Example B -White Power!
Like many calls to action, this one is based on race. Given the lack of a specific context, it would seem that the responsible parties intend to make a case for generalized intellectual superiority based on a Caucasian heritage. Certainly if there is any action that demonstrates cognitive prowess, it is intentionally defacing stall number four at a south Alabama rest area. Occasionally the artist will undermine their claim of extraordinary intelligence by substituting “Arian” for “Aryan” when referencing a specific ideology. For the record, Arianism refers to the teachings of Arius, an ancient Christian theologian that held somewhat controversial beliefs about the doctrine of the Holy Trinity. Aryanism loosely refers to the idea of practicing eugenics to form a “master race” that would populate the Earth (and presumably continue to misspell words as they defaced restroom walls.)
The Statement of Fact
In these situations, the originator of the graffiti wishes to broadcast information that they feel is pertinent to the populace as a whole. Since we can safely assume that many of them do not have access to mainstream media outlets (TV, radio, etc.) they have selected the next best thing: the wall.
Example A  – Lisa is a skanky Dorito
Here the author clearly intends to disseminate the information that Lisa is no longer a woman beyond moral reproach. Her hygiene, countenance, and general moral character have been called into question and the message simply wishes to alert others of this discovery so that they might avoid undesirable personal entanglements. Barely even registering as graffiti, this type of message is more akin to an impromptu community bulletin board.
Example B - Your Girlfriend Fritos people’s Tostitos for Quarters.
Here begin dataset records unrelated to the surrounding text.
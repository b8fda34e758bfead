// Bluecap Core: deferred results for BLE and location plumbing
//
// Every asynchronous operation (power-on, scan, connect, characteristic
// read/write, notifications, region updates) is expressed as a Future or a
// FutureStream and chained through combinators on an explicit context.

pub mod config;
pub mod futures;

pub use config::{ContextSettings, ExecutionContexts, SettingsError};
pub use crate::futures::{
    CancelToken, ExecutionContext, Future, FutureError, FutureResult, FutureStream,
    ImmediateContext, PoolContext, Promise, SerialContext, SharedContext, StreamPromise,
    Subscription,
};
// bluecap: desktop driver for the deferred-result core
//
// Plays the part of the Bluetooth stack with a simulated peripheral so scans,
// reads and cancellation can be exercised from a terminal.

mod config;
mod selftest;
mod simulator;

use anyhow::{Context, Result};
use bluecap_core::futures::first_completed;
use bluecap_core::{
    CancelToken, ExecutionContexts, Future, FutureError, FutureResult, Subscription,
};
use clap::{Parser, Subcommand};
use colored::*;
use futures::StreamExt;
use simulator::{Advertisement, SimulatedPeripheral};
use std::future::IntoFuture;
use std::sync::atomic::{AtomicUsize, Ordering};
use std::sync::Arc;
use std::time::Duration;

#[derive(Parser)]
#[command(name = "bluecap")]
#[command(about = "Bluecap: futures and streams for BLE plumbing", long_about = None)]
#[command(version)]
struct Cli {
    #[command(subcommand)]
    command: Commands,
}

#[derive(Subcommand)]
enum Commands {
    /// Scan a simulated peripheral with two subscribers
    Scan {
        #[arg(short, long, default_value = "10")]
        count: u32,
        #[arg(short, long, default_value = "100")]
        interval_ms: u64,
        /// Per-subscription backlog (defaults to the configured capacity)
        #[arg(long)]
        capacity: Option<usize>,
        /// Cancel the first subscriber after this many advertisements
        #[arg(long, default_value = "3")]
        cancel_after: usize,
    },
    /// Read the battery level of a simulated peripheral
    Read {
        #[arg(short, long, default_value = "50")]
        latency_ms: u64,
        #[arg(short, long, default_value = "500")]
        timeout_ms: u64,
        /// Make the simulated read fail
        #[arg(long)]
        fail: bool,
    },
    /// Configure settings
    Config {
        #[command(subcommand)]
        action: ConfigAction,
    },
    /// Run self-tests
    Test,
}

#[derive(Subcommand)]
enum ConfigAction {
    Set { key: String, value: String },
    Get { key: String },
    List,
}

#[tokio::main]
async fn main() -> Result<()> {
    let cli = Cli::parse();
    let config = config::Config::load().unwrap_or_default();

    tracing_subscriber::fmt()
        .with_env_filter(
            tracing_subscriber::EnvFilter::try_from_default_env()
                .unwrap_or_else(|_| tracing_subscriber::EnvFilter::new(&config.log_filter)),
        )
        .init();

    match cli.command {
        Commands::Scan {
            count,
            interval_ms,
            capacity,
            cancel_after,
        } => {
            let contexts = build_contexts(&config)?;
            cmd_scan(&contexts, count, interval_ms, capacity, cancel_after).await
        }
        Commands::Read {
            latency_ms,
            timeout_ms,
            fail,
        } => {
            let contexts = build_contexts(&config)?;
            cmd_read(&contexts, latency_ms, timeout_ms, fail).await
        }
        Commands::Config { action } => cmd_config(action),
        Commands::Test => cmd_test(&build_contexts(&config)?),
    }
}

/// Contexts whose pool shares this process's tokio runtime
fn build_contexts(config: &config::Config) -> Result<ExecutionContexts> {
    ExecutionContexts::from_settings_on(&config.contexts, tokio::runtime::Handle::current())
        .context("Failed to build execution contexts")
}

async fn cmd_scan(
    contexts: &ExecutionContexts,
    count: u32,
    interval_ms: u64,
    capacity: Option<usize>,
    cancel_after: usize,
) -> Result<()> {
    let capacity = capacity.or(contexts.stream_capacity());
    let peripheral = SimulatedPeripheral::new("sim-hrm", contexts.pool_context().clone());

    println!(
        "{} {} ({} advertisements, capacity {})",
        "Scanning".bold(),
        peripheral.name().bright_cyan(),
        count,
        config::format_capacity(capacity)
    );
    println!();

    let session = peripheral.scan(count, Duration::from_millis(interval_ms), capacity);
    let advertisements = session.advertisements.clone();

    // Subscriber A: callback on the serial context, cancels itself
    let token = CancelToken::new();
    let seen_by_a = Arc::new(AtomicUsize::new(0));
    {
        let seen = Arc::clone(&seen_by_a);
        let stream = advertisements.clone();
        advertisements.on_success(&contexts.serial(), Some(token), move |adv| {
            let n = seen.fetch_add(1, Ordering::SeqCst) + 1;
            println!("  {} [A] {}", "→".cyan(), adv);
            if n == cancel_after && stream.cancel(token) {
                println!("  {} [A] cancelled after {} advertisements", "✗".yellow(), n);
            }
        });
    }

    // Subscriber B: pull handle drained from this task until the scan ends
    let (mut subscription, _) = advertisements.subscribe(&contexts.immediate());
    let mut seen_by_b = 0usize;
    let mut finished = std::pin::pin!(session.finished.clone().into_future());
    loop {
        tokio::select! {
            entry = subscription.next() => match entry {
                Some(entry) => report_entry(entry, &mut seen_by_b),
                None => break,
            },
            _ = &mut finished => {
                drain_ready(&subscription, &mut seen_by_b);
                break;
            }
        }
    }

    // Let A's serial callbacks catch up before reporting
    Future::spawn(&contexts.serial(), || Ok(()))
        .await
        .context("Serial context stopped")?;

    println!();
    println!("{}", "Summary".bold());
    let summary = [
        ("Subscriber A received", seen_by_a.load(Ordering::SeqCst).to_string()),
        ("Subscriber B received", seen_by_b.to_string()),
        ("Subscriber B dropped", subscription.dropped().to_string()),
        ("Entries retained", advertisements.count().to_string()),
    ];
    for (label, value) in summary {
        println!("  {:<24} {}", label.bright_cyan(), value);
    }

    Ok(())
}

fn report_entry(entry: FutureResult<Advertisement>, seen: &mut usize) {
    match entry {
        Ok(adv) => {
            *seen += 1;
            println!("  {} [B] {}", "→".green(), adv);
        }
        Err(e) => println!("  {} [B] {}", "✗".red(), e),
    }
}

/// Report everything already buffered, failures included
fn drain_ready(subscription: &Subscription<Advertisement>, seen: &mut usize) {
    while let Some(entry) = subscription.try_next() {
        report_entry(entry, seen);
    }
}

async fn cmd_read(
    contexts: &ExecutionContexts,
    latency_ms: u64,
    timeout_ms: u64,
    fail: bool,
) -> Result<()> {
    let pool = contexts.pool();
    let peripheral = SimulatedPeripheral::new("sim-hrm", contexts.pool_context().clone());
    let timeout = Duration::from_millis(timeout_ms);

    println!(
        "{} battery level from {} (latency {}ms, timeout {}ms)",
        "Reading".bold(),
        peripheral.name().bright_cyan(),
        latency_ms,
        timeout_ms
    );

    let read = peripheral.read_battery(Duration::from_millis(latency_ms), fail);
    let timer = Future::after(
        contexts.pool_context(),
        timeout,
        Err(FutureError::Timeout(timeout)),
    );

    let level = first_completed(&pool, [read, timer])
        .map(&pool, simulator::decode_battery_level)
        .map(&pool, |level| Ok(format!("{}%", level)))
        .recover(&pool, |error| match error {
            FutureError::Timeout(after) => Ok(format!("unknown (no answer within {:?})", after)),
            other => Err(other),
        })
        .await
        .context("Battery read failed")?;

    println!("  {} Battery level: {}", "✓".green(), level);
    Ok(())
}

fn cmd_config(action: ConfigAction) -> Result<()> {
    let mut config = config::Config::load()?;

    match action {
        ConfigAction::Set { key, value } => {
            config.set(&key, &value)?;
            config.save()?;
            println!("{} Set {} = {}", "✓".green(), key.bright_cyan(), value);
        }

        ConfigAction::Get { key } => {
            if let Some(value) = config.get(&key) {
                println!("{} = {}", key.bright_cyan(), value);
            } else {
                anyhow::bail!("Unknown config key: {}", key);
            }
        }

        ConfigAction::List => {
            println!("{}", "Configuration".bold());
            println!();

            for (key, value) in config.list() {
                println!("  {:<20} {}", key.bright_cyan(), value);
            }

            println!();
            println!(
                "  {}",
                format!("File: {}", config::Config::config_file()?.display()).dimmed()
            );
        }
    }

    Ok(())
}

fn cmd_test(contexts: &ExecutionContexts) -> Result<()> {
    println!("{}", "Running self-tests...".bold());
    println!();

    let mut failed = 0;
    for (name, check) in selftest::CHECKS {
        match check(contexts) {
            Ok(()) => println!("{} {}", "✓".green(), name),
            Err(e) => {
                failed += 1;
                println!("{} {}: {:#}", "✗".red(), name, e);
            }
        }
    }

    println!();
    if failed > 0 {
        anyhow::bail!("{} of {} self-tests failed", failed, selftest::CHECKS.len());
    }
    println!("{}", "All tests passed!".green().bold());

    Ok(())
}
 Not nearly as informative as the previous entry, it would seem that this artist is making a generalized statement meant to broadly offend. In these cases “Your Girlfriend” is often substituted for “Your Mom”, “Your Granny”, or the occasional “Your Face.” On an economic note, in the context of a financial recession, reduction of price for services rendered can be a powerful catalyst for new customers. When seen in this light, the derogatory message could be sound entrepreneurial advice for a struggling small business owner.
The Conversation
Example:
Visitor 1: Gargle on my Sun Chips
Visitor 2:  I am busy at your mom’s house
Visitor 3: Both of your moms gargle my Sun Chips
 Visitor 1: Pringle you, Cheeto Puff!

Unlike the previous entries, these tend to be collaborative efforts that often involve three or more people. The content of the original post elicits a reaction from the next pen-wielding motorist with the squirts and a communiqué is born. The downside to this structure is that the conversation tends to escalate unnecessarily. We can safely assume that visitor 2 has never been acquainted with visitor 1’s momma thus making it even less likely that visitor 3 is a mutual associate of both mothers.
These conversations tend to continue until one of three situations presents itself:
·         The participants run out of wall space and are forced to continue their conversation at another establishment with a public restroom.
·         The owner of the current establishment renovates the bathroom and the archived statements are no longer visible.
·         All participants feel that the discussion has come to satisfactory conclusion (or the list of relatives to insult has been exhausted.)
Regardless of the form utilized, stall-based amateur graffiti will continue to provide intestinally-challenged travelers with a welcome distraction from wondering what microscopic organisms are currently chewing their way through the delicate barrier of single-ply toilet paper that separates them from the remnants of someone else’s poor culinary choices.
*Please note that in order to prevent further proliferation of racial slurs and unnecessary profanity I have replaced all offensive words with popular brands of potato chips.